**ASSIGNMENT**
From the records below, print exactly the lines starting at the one containing "filename crates/stepfleet-core/tests/poison_pill_test.rs" and ending at the one containing "let mut control", ends included, and nothing else.

(Collected data)
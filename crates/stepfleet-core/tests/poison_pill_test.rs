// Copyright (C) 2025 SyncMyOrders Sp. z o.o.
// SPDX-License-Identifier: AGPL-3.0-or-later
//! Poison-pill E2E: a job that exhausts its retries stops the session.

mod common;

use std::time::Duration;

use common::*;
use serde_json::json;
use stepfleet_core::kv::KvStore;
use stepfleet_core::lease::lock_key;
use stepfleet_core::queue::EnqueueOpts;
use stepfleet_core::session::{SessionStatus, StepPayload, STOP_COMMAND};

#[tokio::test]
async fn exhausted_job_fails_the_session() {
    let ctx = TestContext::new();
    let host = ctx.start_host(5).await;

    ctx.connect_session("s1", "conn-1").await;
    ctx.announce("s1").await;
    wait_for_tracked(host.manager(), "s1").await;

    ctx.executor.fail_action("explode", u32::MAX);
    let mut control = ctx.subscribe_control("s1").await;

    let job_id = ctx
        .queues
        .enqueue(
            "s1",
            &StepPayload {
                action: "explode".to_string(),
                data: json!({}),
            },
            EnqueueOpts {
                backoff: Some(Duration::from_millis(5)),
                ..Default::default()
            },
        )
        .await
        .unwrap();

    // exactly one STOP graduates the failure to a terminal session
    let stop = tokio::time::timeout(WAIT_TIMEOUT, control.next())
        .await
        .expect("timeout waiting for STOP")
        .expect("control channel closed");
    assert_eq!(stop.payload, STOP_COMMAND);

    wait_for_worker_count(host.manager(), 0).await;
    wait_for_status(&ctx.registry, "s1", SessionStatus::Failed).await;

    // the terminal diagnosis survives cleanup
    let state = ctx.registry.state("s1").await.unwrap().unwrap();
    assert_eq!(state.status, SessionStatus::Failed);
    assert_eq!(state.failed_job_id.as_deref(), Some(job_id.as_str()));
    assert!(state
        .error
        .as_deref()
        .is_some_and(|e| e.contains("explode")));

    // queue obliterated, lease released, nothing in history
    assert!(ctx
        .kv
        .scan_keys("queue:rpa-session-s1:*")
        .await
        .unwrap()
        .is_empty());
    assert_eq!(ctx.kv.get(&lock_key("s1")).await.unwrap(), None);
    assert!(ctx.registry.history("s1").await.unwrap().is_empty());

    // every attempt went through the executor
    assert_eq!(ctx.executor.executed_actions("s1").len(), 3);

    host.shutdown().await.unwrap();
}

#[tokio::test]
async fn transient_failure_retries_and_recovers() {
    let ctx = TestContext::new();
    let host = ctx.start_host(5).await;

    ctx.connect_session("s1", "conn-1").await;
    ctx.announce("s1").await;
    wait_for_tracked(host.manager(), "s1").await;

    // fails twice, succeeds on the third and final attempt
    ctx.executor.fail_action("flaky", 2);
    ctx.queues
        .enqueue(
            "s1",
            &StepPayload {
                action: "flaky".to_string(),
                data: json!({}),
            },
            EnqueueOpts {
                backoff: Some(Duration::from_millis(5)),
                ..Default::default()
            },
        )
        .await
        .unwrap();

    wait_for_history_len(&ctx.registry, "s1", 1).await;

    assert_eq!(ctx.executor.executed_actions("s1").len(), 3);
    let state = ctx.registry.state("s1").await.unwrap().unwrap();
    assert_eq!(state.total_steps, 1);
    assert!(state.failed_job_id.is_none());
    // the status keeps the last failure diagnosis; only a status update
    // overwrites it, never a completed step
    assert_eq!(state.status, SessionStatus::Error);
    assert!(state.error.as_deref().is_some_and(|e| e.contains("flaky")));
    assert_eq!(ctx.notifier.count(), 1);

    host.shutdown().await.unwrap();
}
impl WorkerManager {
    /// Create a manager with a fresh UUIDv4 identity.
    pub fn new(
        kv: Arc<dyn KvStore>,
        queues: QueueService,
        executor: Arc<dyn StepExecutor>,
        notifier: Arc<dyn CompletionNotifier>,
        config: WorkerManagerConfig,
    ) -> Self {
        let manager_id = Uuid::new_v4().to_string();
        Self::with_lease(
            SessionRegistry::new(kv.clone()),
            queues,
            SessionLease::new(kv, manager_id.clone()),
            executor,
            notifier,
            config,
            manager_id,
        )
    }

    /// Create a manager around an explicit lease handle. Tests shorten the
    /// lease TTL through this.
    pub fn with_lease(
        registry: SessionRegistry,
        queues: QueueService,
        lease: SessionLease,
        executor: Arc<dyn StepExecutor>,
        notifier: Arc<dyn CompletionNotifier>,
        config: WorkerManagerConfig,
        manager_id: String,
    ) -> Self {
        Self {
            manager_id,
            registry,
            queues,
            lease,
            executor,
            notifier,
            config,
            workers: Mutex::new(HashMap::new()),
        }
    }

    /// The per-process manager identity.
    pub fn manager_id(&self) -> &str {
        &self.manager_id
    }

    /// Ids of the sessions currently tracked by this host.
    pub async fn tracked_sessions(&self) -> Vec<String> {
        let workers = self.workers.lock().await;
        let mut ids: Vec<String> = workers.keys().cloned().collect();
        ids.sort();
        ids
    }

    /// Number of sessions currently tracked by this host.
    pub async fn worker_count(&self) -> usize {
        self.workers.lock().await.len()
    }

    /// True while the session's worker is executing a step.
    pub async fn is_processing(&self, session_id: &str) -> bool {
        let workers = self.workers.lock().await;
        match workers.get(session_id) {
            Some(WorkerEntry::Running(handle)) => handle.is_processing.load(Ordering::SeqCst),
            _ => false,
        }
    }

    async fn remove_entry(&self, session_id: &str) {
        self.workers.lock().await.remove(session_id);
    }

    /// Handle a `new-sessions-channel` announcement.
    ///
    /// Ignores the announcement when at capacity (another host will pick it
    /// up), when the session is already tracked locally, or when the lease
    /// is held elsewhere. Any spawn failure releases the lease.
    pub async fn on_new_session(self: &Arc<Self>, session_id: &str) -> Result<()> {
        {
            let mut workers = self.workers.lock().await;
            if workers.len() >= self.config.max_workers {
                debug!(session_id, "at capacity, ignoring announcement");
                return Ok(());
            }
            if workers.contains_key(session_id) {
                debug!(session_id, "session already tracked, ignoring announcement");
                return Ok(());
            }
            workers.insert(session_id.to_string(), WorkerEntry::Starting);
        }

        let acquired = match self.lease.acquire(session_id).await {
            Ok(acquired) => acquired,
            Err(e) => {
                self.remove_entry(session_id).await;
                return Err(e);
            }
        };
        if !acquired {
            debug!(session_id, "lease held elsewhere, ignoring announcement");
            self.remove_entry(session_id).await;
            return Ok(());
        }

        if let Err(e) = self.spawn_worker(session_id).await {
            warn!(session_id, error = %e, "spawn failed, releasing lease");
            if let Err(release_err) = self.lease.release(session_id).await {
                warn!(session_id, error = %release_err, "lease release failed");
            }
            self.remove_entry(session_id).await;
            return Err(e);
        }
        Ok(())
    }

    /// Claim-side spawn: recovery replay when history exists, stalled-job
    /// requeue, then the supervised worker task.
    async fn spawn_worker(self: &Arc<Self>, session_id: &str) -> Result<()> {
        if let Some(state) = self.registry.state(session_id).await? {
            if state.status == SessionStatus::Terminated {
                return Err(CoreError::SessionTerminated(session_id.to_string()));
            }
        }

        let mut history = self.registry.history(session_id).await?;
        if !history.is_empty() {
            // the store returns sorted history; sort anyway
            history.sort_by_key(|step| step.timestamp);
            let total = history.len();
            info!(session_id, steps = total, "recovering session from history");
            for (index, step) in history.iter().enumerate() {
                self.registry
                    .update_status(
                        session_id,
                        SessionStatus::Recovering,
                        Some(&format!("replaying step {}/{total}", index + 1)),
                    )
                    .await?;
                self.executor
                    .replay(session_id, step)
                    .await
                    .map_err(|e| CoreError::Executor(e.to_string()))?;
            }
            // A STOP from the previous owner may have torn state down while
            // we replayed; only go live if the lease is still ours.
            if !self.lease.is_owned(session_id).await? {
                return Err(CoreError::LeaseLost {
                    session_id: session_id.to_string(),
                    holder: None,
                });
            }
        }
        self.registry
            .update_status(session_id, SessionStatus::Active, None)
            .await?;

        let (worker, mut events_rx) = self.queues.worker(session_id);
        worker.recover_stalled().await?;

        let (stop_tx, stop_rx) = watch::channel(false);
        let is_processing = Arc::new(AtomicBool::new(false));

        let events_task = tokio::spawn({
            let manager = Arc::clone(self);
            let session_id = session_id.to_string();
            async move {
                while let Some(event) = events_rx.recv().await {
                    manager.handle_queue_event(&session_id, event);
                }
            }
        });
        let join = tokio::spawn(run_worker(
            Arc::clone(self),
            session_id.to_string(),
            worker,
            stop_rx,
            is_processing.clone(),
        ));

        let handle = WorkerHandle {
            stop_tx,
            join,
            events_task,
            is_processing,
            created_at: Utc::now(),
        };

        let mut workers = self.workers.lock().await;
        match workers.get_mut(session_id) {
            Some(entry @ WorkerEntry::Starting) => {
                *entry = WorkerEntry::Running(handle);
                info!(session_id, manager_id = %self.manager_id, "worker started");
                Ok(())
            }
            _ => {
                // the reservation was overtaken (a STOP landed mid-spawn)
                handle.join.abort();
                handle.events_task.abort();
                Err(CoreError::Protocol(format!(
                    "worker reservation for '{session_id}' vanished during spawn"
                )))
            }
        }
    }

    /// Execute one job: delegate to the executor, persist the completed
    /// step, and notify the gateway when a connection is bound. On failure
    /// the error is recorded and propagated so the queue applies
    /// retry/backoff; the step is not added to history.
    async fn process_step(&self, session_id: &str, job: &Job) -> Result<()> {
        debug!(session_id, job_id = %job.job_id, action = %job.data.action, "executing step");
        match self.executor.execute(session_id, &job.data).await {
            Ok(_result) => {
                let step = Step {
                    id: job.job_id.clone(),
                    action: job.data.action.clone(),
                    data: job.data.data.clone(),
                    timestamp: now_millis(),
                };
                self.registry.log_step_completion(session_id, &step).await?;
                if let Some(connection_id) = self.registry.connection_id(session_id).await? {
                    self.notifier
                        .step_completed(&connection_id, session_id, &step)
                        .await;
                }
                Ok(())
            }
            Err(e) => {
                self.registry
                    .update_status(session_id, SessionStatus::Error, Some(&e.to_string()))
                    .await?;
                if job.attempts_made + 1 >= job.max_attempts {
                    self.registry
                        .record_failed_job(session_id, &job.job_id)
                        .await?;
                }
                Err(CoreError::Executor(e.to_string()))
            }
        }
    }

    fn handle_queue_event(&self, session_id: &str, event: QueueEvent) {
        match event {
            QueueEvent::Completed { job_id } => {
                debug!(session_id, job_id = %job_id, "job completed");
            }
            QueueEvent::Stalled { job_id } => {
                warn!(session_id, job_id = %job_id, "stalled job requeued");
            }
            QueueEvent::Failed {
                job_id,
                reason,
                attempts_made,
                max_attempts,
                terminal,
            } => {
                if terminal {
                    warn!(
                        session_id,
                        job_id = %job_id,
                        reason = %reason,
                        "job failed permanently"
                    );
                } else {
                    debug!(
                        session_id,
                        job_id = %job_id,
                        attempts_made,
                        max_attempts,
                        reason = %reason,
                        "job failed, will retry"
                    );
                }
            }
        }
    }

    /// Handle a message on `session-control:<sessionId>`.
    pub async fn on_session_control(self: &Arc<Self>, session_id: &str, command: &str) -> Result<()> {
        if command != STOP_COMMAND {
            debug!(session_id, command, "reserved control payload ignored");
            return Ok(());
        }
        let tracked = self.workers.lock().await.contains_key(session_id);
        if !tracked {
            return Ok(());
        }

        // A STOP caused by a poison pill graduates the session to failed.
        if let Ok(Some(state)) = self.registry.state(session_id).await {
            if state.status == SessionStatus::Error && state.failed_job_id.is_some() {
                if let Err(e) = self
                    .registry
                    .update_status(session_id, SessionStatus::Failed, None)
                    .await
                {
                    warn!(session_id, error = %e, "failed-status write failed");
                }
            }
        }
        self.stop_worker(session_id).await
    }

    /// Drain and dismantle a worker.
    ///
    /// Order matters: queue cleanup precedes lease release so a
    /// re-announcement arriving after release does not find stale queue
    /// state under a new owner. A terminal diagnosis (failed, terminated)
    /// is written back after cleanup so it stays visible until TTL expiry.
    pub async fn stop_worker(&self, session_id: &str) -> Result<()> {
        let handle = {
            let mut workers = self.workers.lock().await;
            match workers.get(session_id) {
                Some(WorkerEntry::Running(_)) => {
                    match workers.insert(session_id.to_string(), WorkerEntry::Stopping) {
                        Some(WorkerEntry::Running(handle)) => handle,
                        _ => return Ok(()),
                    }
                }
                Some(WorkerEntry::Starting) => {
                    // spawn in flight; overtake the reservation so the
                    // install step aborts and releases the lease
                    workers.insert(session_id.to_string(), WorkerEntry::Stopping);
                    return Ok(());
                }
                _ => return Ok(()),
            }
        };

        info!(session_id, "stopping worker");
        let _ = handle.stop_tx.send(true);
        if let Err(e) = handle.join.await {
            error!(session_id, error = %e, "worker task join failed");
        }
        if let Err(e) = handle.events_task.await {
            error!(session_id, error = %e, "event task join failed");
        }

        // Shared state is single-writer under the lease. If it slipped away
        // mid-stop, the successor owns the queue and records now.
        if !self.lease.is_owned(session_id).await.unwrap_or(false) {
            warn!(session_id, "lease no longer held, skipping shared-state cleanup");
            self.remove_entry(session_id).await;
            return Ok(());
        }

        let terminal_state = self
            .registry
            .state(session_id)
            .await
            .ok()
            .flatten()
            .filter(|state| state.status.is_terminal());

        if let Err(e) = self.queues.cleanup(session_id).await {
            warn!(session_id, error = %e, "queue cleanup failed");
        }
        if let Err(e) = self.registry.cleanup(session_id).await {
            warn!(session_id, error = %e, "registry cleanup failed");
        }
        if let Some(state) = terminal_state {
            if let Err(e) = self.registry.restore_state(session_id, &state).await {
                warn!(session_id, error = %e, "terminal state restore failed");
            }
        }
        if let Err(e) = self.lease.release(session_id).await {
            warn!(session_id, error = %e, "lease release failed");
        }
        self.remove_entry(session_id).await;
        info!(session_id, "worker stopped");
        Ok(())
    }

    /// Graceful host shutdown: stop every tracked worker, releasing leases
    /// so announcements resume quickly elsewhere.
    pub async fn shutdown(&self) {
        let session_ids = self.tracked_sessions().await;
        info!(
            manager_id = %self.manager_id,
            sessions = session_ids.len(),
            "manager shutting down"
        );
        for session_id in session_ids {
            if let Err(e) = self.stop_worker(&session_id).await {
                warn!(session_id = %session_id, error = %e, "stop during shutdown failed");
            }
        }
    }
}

---

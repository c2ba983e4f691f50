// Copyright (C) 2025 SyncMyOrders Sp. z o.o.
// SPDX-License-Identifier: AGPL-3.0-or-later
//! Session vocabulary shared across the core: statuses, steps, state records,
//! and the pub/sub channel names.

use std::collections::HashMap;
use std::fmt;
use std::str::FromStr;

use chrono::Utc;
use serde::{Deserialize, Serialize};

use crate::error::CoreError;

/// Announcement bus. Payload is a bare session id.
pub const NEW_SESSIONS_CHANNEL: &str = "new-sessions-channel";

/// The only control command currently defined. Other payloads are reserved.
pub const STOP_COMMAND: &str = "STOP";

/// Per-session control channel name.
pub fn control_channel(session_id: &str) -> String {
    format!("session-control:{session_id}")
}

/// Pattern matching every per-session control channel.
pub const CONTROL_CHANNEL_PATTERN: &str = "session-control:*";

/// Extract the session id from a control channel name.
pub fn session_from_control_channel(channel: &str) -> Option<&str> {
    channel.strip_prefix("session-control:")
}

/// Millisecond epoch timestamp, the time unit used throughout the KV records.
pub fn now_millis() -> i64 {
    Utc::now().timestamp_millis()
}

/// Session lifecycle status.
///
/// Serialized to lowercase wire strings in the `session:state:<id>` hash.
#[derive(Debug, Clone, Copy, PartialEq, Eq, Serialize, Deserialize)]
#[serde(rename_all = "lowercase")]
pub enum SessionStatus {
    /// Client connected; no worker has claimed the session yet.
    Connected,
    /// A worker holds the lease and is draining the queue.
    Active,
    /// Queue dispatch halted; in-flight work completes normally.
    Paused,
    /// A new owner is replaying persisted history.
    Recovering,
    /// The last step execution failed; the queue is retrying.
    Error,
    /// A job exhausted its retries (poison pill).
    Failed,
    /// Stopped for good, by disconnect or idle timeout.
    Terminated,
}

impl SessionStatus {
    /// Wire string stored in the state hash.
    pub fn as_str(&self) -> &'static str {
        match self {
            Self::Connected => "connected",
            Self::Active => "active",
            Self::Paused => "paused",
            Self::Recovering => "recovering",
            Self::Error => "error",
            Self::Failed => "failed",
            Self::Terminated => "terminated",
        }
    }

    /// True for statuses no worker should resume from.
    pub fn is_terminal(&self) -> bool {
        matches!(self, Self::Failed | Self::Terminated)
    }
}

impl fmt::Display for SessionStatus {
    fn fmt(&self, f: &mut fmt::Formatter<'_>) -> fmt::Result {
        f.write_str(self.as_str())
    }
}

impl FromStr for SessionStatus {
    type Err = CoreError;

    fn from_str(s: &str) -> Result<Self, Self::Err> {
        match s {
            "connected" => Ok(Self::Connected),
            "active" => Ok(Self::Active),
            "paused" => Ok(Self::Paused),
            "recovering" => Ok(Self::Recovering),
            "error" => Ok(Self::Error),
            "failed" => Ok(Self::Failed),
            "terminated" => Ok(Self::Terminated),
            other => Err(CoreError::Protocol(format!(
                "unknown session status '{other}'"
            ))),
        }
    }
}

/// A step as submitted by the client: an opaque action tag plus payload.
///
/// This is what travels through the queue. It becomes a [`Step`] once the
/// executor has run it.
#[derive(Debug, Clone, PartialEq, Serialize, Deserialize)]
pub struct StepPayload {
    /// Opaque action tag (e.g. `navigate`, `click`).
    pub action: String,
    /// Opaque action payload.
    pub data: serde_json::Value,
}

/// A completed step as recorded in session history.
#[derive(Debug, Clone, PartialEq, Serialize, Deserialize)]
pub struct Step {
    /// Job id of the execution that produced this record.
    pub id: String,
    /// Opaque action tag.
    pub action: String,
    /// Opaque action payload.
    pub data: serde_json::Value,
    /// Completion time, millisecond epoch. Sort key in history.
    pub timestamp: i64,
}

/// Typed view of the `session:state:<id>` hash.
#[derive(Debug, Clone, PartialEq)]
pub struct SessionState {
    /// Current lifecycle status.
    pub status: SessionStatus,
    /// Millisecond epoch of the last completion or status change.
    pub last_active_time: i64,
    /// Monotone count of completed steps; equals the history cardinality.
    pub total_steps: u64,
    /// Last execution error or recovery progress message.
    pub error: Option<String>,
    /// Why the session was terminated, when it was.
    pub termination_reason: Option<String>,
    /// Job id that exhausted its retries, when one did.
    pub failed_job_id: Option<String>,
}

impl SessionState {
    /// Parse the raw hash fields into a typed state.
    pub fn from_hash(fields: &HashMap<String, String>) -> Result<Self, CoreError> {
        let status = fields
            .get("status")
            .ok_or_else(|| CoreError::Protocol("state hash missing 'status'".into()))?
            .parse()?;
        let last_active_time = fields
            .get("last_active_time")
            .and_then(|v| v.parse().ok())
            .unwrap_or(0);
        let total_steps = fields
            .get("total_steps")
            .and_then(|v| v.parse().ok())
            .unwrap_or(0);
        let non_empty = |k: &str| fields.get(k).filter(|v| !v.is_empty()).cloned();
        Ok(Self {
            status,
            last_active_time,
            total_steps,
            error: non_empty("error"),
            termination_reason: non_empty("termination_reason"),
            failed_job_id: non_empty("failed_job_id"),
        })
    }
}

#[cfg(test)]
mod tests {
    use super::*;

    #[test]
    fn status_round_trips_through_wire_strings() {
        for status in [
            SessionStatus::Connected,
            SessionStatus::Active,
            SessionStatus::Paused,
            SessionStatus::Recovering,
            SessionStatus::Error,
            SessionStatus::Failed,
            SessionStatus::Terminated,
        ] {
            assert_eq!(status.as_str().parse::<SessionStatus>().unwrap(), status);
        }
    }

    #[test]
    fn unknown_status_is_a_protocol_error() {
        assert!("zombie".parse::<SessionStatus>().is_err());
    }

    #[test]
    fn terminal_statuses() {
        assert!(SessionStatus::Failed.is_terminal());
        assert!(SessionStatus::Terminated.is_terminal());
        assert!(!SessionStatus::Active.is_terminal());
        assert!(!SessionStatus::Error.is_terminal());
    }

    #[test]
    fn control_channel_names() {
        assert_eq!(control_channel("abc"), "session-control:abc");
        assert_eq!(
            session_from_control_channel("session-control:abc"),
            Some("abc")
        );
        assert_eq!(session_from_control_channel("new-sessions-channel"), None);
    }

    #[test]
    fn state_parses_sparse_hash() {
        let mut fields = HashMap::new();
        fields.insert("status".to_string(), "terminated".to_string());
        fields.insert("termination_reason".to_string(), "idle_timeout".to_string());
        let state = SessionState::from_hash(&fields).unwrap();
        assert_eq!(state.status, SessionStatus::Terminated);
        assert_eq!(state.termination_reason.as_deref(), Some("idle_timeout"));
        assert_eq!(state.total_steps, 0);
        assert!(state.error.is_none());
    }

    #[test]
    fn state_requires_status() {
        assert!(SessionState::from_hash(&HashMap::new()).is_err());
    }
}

**SOLUTION**
filename crates/stepfleet-core/tests/poison_pill_test.rs
// Copyright (C) 2025 SyncMyOrders Sp. z o.o.
// SPDX-License-Identifier: AGPL-3.0-or-later
//! Poison-pill E2E: a job that exhausts its retries stops the session.

mod common;

use std::time::Duration;

use common::*;
use serde_json::json;
use stepfleet_core::kv::KvStore;
use stepfleet_core::lease::lock_key;
use stepfleet_core::queue::EnqueueOpts;
use stepfleet_core::session::{SessionStatus, StepPayload, STOP_COMMAND};

#[tokio::test]
async fn exhausted_job_fails_the_session() {
    let ctx = TestContext::new();
    let host = ctx.start_host(5).await;

    ctx.connect_session("s1", "conn-1").await;
    ctx.announce("s1").await;
    wait_for_tracked(host.manager(), "s1").await;

    ctx.executor.fail_action("explode", u32::MAX);
    let mut control = ctx.subscribe_control("s1").await;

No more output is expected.